Your instructions:
Once you find the line that contains "bug; never absorbed." in the entries below, give it again along with every following line, unchanged, through the final one.

##### Records to process

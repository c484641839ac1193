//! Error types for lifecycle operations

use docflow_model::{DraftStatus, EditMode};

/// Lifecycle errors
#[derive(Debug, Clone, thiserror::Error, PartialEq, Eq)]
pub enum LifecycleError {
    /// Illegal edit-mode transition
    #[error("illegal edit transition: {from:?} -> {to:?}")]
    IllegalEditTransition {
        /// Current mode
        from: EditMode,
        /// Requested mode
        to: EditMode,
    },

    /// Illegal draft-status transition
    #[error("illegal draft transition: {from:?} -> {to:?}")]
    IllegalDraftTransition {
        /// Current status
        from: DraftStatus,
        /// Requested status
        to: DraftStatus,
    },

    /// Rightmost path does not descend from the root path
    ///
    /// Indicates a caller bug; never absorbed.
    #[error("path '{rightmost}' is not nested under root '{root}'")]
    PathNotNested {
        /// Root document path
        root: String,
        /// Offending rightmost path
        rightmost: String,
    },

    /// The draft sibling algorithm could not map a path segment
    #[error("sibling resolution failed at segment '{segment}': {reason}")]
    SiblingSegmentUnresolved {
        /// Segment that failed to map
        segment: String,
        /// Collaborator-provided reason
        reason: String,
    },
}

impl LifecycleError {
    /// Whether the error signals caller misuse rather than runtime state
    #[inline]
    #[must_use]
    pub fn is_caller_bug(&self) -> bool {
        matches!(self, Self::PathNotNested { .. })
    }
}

##########

Completed task:
    /// Indicates a caller bug; never absorbed.
    #[error("path '{rightmost}' is not nested under root '{root}'")]
    PathNotNested {
        /// Root document path
        root: String,
        /// Offending rightmost path
        rightmost: String,
    },

    /// The draft sibling algorithm could not map a path segment
    #[error("sibling resolution failed at segment '{segment}': {reason}")]
    SiblingSegmentUnresolved {
        /// Segment that failed to map
        segment: String,
        /// Collaborator-provided reason
        reason: String,
    },
}

impl LifecycleError {
    /// Whether the error signals caller misuse rather than runtime state
    #[inline]
    #[must_use]
    pub fn is_caller_bug(&self) -> bool {
        matches!(self, Self::PathNotNested { .. })
    }
}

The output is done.